START AVAILABLE DATA

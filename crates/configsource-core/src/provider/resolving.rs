//! Resolving provider: a document provider that expands config source references
//!
//! Wraps any [`DocumentProvider`]. Each `retrieve` fetches the raw document
//! from the wrapped provider and runs one resolution cycle over it; the
//! result is a fully literal document. Source instances are created on first
//! use and shared by every later cycle until [`ResolvingProvider::shutdown`].

use std::sync::Arc;

use async_trait::async_trait;
use tokio::sync::RwLock;

use super::error::{ConfigError, ConfigResult, ShutdownErrors};
use super::traits::DocumentProvider;
use crate::config::SourceSettings;
use crate::hooks::{Hook, HookRegistry};
use crate::logging::{NoOpLogger, SharedLogger};
use crate::resolver::Resolver;
use crate::source::{Factory, FactoryRegistry, SourceManager};
use crate::types::{CancellationToken, ConfigMap, Retrieved, WatcherFn};

/// Lifecycle of the engine, guarded by the `RwLock` in [`ResolvingProvider`]
///
/// Retrievals hold the read side for a whole cycle; shutdown takes the write
/// side, so it waits for in-flight cycles and later cycles see `shut_down`.
#[derive(Debug, Default)]
struct Lifecycle {
    shut_down: bool,
}

/// Document provider that resolves config source references
///
/// # Example
///
/// ```
/// use std::sync::Arc;
/// use configsource_core::provider::{DocumentProvider, MemoryProvider, ResolvingProvider};
/// use configsource_core::source::MemorySourceFactory;
/// use configsource_core::CancellationToken;
/// use serde_json::json;
///
/// # tokio_test_block_on(async {
/// let raw = MemoryProvider::with_document(
///     "main",
///     json!({"token": "${secrets:api}"}).as_object().unwrap().clone(),
/// );
/// let secrets = MemorySourceFactory::with_type("secrets")
///     .with_values(json!({"api": "s3cr3t"}).as_object().unwrap().clone());
///
/// let provider = ResolvingProvider::builder(Arc::new(raw))
///     .factory(Arc::new(secrets))
///     .build()
///     .unwrap();
///
/// let cancel = CancellationToken::new();
/// let retrieved = provider.retrieve(&cancel, "main", None).await.unwrap();
/// assert_eq!(retrieved.as_map().unwrap()["token"], json!("s3cr3t"));
/// provider.shutdown(&cancel).await.unwrap();
/// # });
/// # fn tokio_test_block_on<F: std::future::Future>(f: F) -> F::Output {
/// #     tokio::runtime::Builder::new_current_thread().enable_all().build().unwrap().block_on(f)
/// # }
/// ```
pub struct ResolvingProvider {
    underlying: Arc<dyn DocumentProvider>,
    manager: SourceManager,
    hooks: HookRegistry,
    lifecycle: RwLock<Lifecycle>,
    logger: SharedLogger,
}

impl ResolvingProvider {
    /// Create a provider with the given hooks and factories
    ///
    /// Fails if two factories share a type name; hooks are not notified then.
    pub fn new(
        underlying: Arc<dyn DocumentProvider>,
        hooks: Vec<Arc<dyn Hook>>,
        factories: Vec<Arc<dyn Factory>>,
    ) -> ConfigResult<Self> {
        Self::builder(underlying).hooks(hooks).factories(factories).build()
    }

    /// Start building a provider around `underlying`
    pub fn builder(underlying: Arc<dyn DocumentProvider>) -> ResolvingProviderBuilder {
        ResolvingProviderBuilder::new(underlying)
    }

    /// Registered config source type names
    pub fn source_types(&self) -> Vec<&str> {
        self.manager.registry().types()
    }

    /// Type names of the config sources created so far
    pub fn active_sources(&self) -> Vec<String> {
        self.manager.active_types()
    }

    /// Whether [`ResolvingProvider::shutdown`] has been called
    pub async fn is_shut_down(&self) -> bool {
        self.lifecycle.read().await.shut_down
    }

    async fn fetch_document(
        &self,
        cancel: &CancellationToken,
        location: &str,
        watcher: Option<WatcherFn>,
    ) -> ConfigResult<ConfigMap> {
        let mut retrieved = cancel
            .run_until_cancelled(self.underlying.retrieve(cancel, location, watcher))
            .await
            .ok_or(ConfigError::Cancelled)??;

        let document = retrieved.as_map();
        // The raw document is no longer needed once materialized
        if let Err(e) = retrieved.close() {
            crate::log_warn!(self.logger, "failed to close retrieved document {:?}: {}", location, e);
        }
        document
    }
}

#[async_trait]
impl DocumentProvider for ResolvingProvider {
    async fn retrieve(
        &self,
        cancel: &CancellationToken,
        location: &str,
        watcher: Option<WatcherFn>,
    ) -> ConfigResult<Retrieved> {
        let lifecycle = self.lifecycle.read().await;
        if lifecycle.shut_down {
            return Err(ConfigError::ShutDown);
        }

        let document = self.fetch_document(cancel, location, watcher).await?;

        let resolved = Resolver::new(&self.manager, &self.logger)
            .resolve(&document, cancel)
            .await
            .map_err(|e| {
                crate::log_warn!(self.logger, "failed to resolve {:?}: {}", location, e);
                e
            })?;

        crate::log_debug!(
            self.logger,
            "resolved {:?} with {} config source reference(s)",
            location,
            resolved.retrieved.len()
        );
        // Delivered under the read guard so a waiting shutdown is reported after it
        self.hooks.notify_retrieved(resolved.retrieved.iter().map(String::as_str));
        drop(lifecycle);

        Ok(Retrieved::from_map(resolved.map).with_closer(Box::new(|| -> ConfigResult<()> { Ok(()) })))
    }

    async fn shutdown(&self, cancel: &CancellationToken) -> ConfigResult<()> {
        let mut errors = ShutdownErrors::new();
        {
            let mut lifecycle = self.lifecycle.write().await;
            let first = !lifecycle.shut_down;
            lifecycle.shut_down = true;

            if let Err(e) = self.manager.shutdown_all().await {
                match e {
                    ConfigError::ShutdownFailed(failed) => errors.extend(failed),
                    other => errors.push("config sources", other),
                }
            }
            if first {
                if let Err(e) = self.underlying.shutdown(cancel).await {
                    errors.push(self.underlying.scheme(), e);
                }
            }
        }

        self.hooks.notify_shutdown();
        crate::log_info!(self.logger, "config source provider shut down");
        errors.into_result()
    }

    fn scheme(&self) -> &str {
        self.underlying.scheme()
    }
}

impl std::fmt::Debug for ResolvingProvider {
    fn fmt(&self, f: &mut std::fmt::Formatter<'_>) -> std::fmt::Result {
        f.debug_struct("ResolvingProvider")
            .field("scheme", &self.underlying.scheme())
            .field("manager", &self.manager)
            .field("hooks", &self.hooks)
            .finish()
    }
}

/// Builder for [`ResolvingProvider`]
pub struct ResolvingProviderBuilder {
    underlying: Arc<dyn DocumentProvider>,
    hooks: Vec<Arc<dyn Hook>>,
    factories: Vec<Arc<dyn Factory>>,
    settings: SourceSettings,
    logger: SharedLogger,
}

impl ResolvingProviderBuilder {
    fn new(underlying: Arc<dyn DocumentProvider>) -> Self {
        Self {
            underlying,
            hooks: Vec::new(),
            factories: Vec::new(),
            settings: SourceSettings::default(),
            logger: Arc::new(NoOpLogger),
        }
    }

    /// Add a hook
    pub fn hook(mut self, hook: Arc<dyn Hook>) -> Self {
        self.hooks.push(hook);
        self
    }

    /// Add several hooks, keeping their order
    pub fn hooks(mut self, hooks: impl IntoIterator<Item = Arc<dyn Hook>>) -> Self {
        self.hooks.extend(hooks);
        self
    }

    /// Add a config source factory
    pub fn factory(mut self, factory: Arc<dyn Factory>) -> Self {
        self.factories.push(factory);
        self
    }

    /// Add several config source factories
    pub fn factories(mut self, factories: impl IntoIterator<Item = Arc<dyn Factory>>) -> Self {
        self.factories.extend(factories);
        self
    }

    /// Set creation parameters for all config source types
    pub fn settings(mut self, settings: SourceSettings) -> Self {
        self.settings = settings;
        self
    }

    /// Set creation parameters for one config source type
    pub fn source_params(mut self, source_type: impl Into<String>, params: ConfigMap) -> Self {
        self.settings.insert(source_type, params);
        self
    }

    /// Set the logger
    pub fn logger(mut self, logger: SharedLogger) -> Self {
        self.logger = logger;
        self
    }

    /// Validate the factories and create the provider
    ///
    /// On success every hook's `on_new` has fired before this returns.
    pub fn build(self) -> ConfigResult<ResolvingProvider> {
        let registry = FactoryRegistry::new(self.factories)?;
        crate::log_info!(
            self.logger,
            "config source provider created over {:?} with sources {:?}",
            self.underlying.scheme(),
            registry.types()
        );

        let provider = ResolvingProvider {
            underlying: self.underlying,
            manager: SourceManager::new(registry, self.settings, Arc::clone(&self.logger)),
            hooks: HookRegistry::new(self.hooks),
            lifecycle: RwLock::new(Lifecycle::default()),
            logger: self.logger,
        };
        provider.hooks.notify_new();
        Ok(provider)
    }
}
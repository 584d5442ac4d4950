//! Source instance manager: creates, caches and tears down config sources

use std::sync::Arc;

use indexmap::IndexMap;
use parking_lot::Mutex;
use tokio::sync::OnceCell;

use super::registry::FactoryRegistry;
use super::traits::Source;
use crate::config::SourceSettings;
use crate::logging::SharedLogger;
use crate::provider::{ConfigError, ConfigResult, ShutdownErrors};
use crate::types::ConfigMap;

/// Lazily-filled slot for one source type
///
/// The `OnceCell` serializes concurrent first use: one caller runs the
/// factory, the others wait for its outcome.
type SourceSlot = Arc<OnceCell<Arc<dyn Source>>>;

/// Owns every config source instance created by an engine
///
/// At most one instance exists per type name. Instances live until
/// [`SourceManager::shutdown_all`].
pub struct SourceManager {
    registry: FactoryRegistry,
    settings: SourceSettings,
    slots: Mutex<IndexMap<String, SourceSlot>>,
    logger: SharedLogger,
}

impl SourceManager {
    /// Create a manager over a validated registry
    ///
    /// `settings` supplies creation parameters per type for
    /// [`SourceManager::get_or_create_configured`].
    pub fn new(registry: FactoryRegistry, settings: SourceSettings, logger: SharedLogger) -> Self {
        Self {
            registry,
            settings,
            slots: Mutex::new(IndexMap::new()),
            logger,
        }
    }

    /// The registry this manager creates sources from
    pub fn registry(&self) -> &FactoryRegistry {
        &self.registry
    }

    /// Get the source for `source_type`, creating it from `params` on first use
    ///
    /// Creation failures are returned immediately and leave the slot empty.
    /// Parameters passed after the first successful creation are ignored.
    pub async fn get_or_create(
        &self,
        source_type: &str,
        params: &ConfigMap,
    ) -> ConfigResult<Arc<dyn Source>> {
        let factory = self
            .registry
            .lookup(source_type)
            .ok_or_else(|| ConfigError::UnknownSourceType(source_type.to_string()))?;

        let slot = {
            let mut slots = self.slots.lock();
            Arc::clone(slots.entry(source_type.to_string()).or_default())
        };

        let source = slot
            .get_or_try_init(|| async {
                crate::log_debug!(self.logger, "creating config source {}", source_type);
                factory
                    .create_source(params, Arc::clone(&self.logger))
                    .await
                    .map_err(|e| {
                        crate::log_warn!(self.logger, "failed to create config source {}: {}", source_type, e);
                        ConfigError::creation_failed(source_type, e)
                    })
            })
            .await?;

        Ok(Arc::clone(source))
    }

    /// Get the source for `source_type` using its configured creation parameters
    pub async fn get_or_create_configured(&self, source_type: &str) -> ConfigResult<Arc<dyn Source>> {
        let params = self.settings.params_for(source_type).cloned().unwrap_or_default();
        self.get_or_create(source_type, &params).await
    }

    /// Type names of the sources created so far, in creation-request order
    pub fn active_types(&self) -> Vec<String> {
        self.slots
            .lock()
            .iter()
            .filter(|(_, slot)| slot.initialized())
            .map(|(source_type, _)| source_type.clone())
            .collect()
    }

    /// Close every created source
    ///
    /// All sources are closed even when some fail; failures are reported
    /// together. The cache is emptied first, so a second call closes nothing.
    pub async fn shutdown_all(&self) -> ConfigResult<()> {
        let drained: Vec<(String, SourceSlot)> = self.slots.lock().drain(..).collect();

        let mut errors = ShutdownErrors::new();
        for (source_type, slot) in drained {
            let Some(source) = slot.get() else {
                continue;
            };
            match source.close().await {
                Ok(()) => crate::log_debug!(self.logger, "closed config source {}", source_type),
                Err(e) => {
                    crate::log_warn!(self.logger, "failed to close config source {}: {}", source_type, e);
                    errors.push(source_type, e);
                }
            }
        }
        errors.into_result()
    }
}

impl std::fmt::Debug for SourceManager {
    fn fmt(&self, f: &mut std::fmt::Formatter<'_>) -> std::fmt::Result {
        f.debug_struct("SourceManager")
            .field("registry", &self.registry)
            .field("active", &self.active_types())
            .finish()
    }
}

END AVAILABLE DATA

■ WHAT TO PRODUCE
Pull each line containing the word "super" out of the data above.

■ SOLUTION FOR THIS PROBLEM
use super::error::{ConfigError, ConfigResult, ShutdownErrors};
use super::traits::DocumentProvider;
use super::registry::FactoryRegistry;
use super::traits::Source;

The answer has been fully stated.